------ Source material ------

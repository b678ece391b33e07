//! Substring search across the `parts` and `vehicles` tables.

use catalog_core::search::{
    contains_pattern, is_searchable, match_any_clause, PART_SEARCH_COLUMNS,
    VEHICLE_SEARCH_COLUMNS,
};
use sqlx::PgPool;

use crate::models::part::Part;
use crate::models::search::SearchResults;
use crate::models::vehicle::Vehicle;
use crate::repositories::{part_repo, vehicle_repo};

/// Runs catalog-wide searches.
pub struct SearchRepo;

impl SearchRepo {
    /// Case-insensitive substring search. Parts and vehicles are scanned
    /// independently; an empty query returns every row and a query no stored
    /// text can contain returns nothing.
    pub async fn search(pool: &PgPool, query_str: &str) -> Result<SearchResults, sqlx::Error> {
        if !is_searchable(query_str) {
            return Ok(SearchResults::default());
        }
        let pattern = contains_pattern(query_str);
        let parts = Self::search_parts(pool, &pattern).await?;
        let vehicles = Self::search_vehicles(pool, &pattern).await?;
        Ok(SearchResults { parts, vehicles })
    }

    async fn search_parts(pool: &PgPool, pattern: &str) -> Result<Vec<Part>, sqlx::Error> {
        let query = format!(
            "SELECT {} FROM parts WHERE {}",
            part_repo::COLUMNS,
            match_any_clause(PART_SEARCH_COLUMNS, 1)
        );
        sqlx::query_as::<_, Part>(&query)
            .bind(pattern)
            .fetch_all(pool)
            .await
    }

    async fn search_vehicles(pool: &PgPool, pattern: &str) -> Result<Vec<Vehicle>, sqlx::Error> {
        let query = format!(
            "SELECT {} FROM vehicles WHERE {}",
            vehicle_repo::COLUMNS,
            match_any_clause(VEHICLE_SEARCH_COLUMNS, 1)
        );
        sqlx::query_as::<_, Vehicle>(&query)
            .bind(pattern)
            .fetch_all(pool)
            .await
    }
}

------
------ Source material ------

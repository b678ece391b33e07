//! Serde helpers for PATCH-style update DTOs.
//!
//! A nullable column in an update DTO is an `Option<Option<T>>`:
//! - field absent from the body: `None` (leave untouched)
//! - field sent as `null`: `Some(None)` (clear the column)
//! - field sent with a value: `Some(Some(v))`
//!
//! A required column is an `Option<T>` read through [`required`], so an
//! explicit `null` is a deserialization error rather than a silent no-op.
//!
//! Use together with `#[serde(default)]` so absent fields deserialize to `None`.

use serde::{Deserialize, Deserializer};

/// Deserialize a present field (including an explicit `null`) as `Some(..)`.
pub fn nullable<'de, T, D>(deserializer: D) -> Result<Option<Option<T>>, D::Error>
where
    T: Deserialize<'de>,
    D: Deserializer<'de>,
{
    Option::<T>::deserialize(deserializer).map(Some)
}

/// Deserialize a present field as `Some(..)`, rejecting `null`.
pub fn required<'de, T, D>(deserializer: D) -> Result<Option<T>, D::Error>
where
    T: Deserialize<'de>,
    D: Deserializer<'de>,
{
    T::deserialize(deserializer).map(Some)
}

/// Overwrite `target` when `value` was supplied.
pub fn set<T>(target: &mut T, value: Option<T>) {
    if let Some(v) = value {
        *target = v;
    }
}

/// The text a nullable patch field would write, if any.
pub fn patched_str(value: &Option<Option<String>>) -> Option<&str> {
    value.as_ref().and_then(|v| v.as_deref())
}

------

* [Work to complete]
Whenever the word "absent" appears in a line of the listing, copy out that line.

* [Response to this exercise]
//! - field absent from the body: `None` (leave untouched)
//! Use together with `#[serde(default)]` so absent fields deserialize to `None`.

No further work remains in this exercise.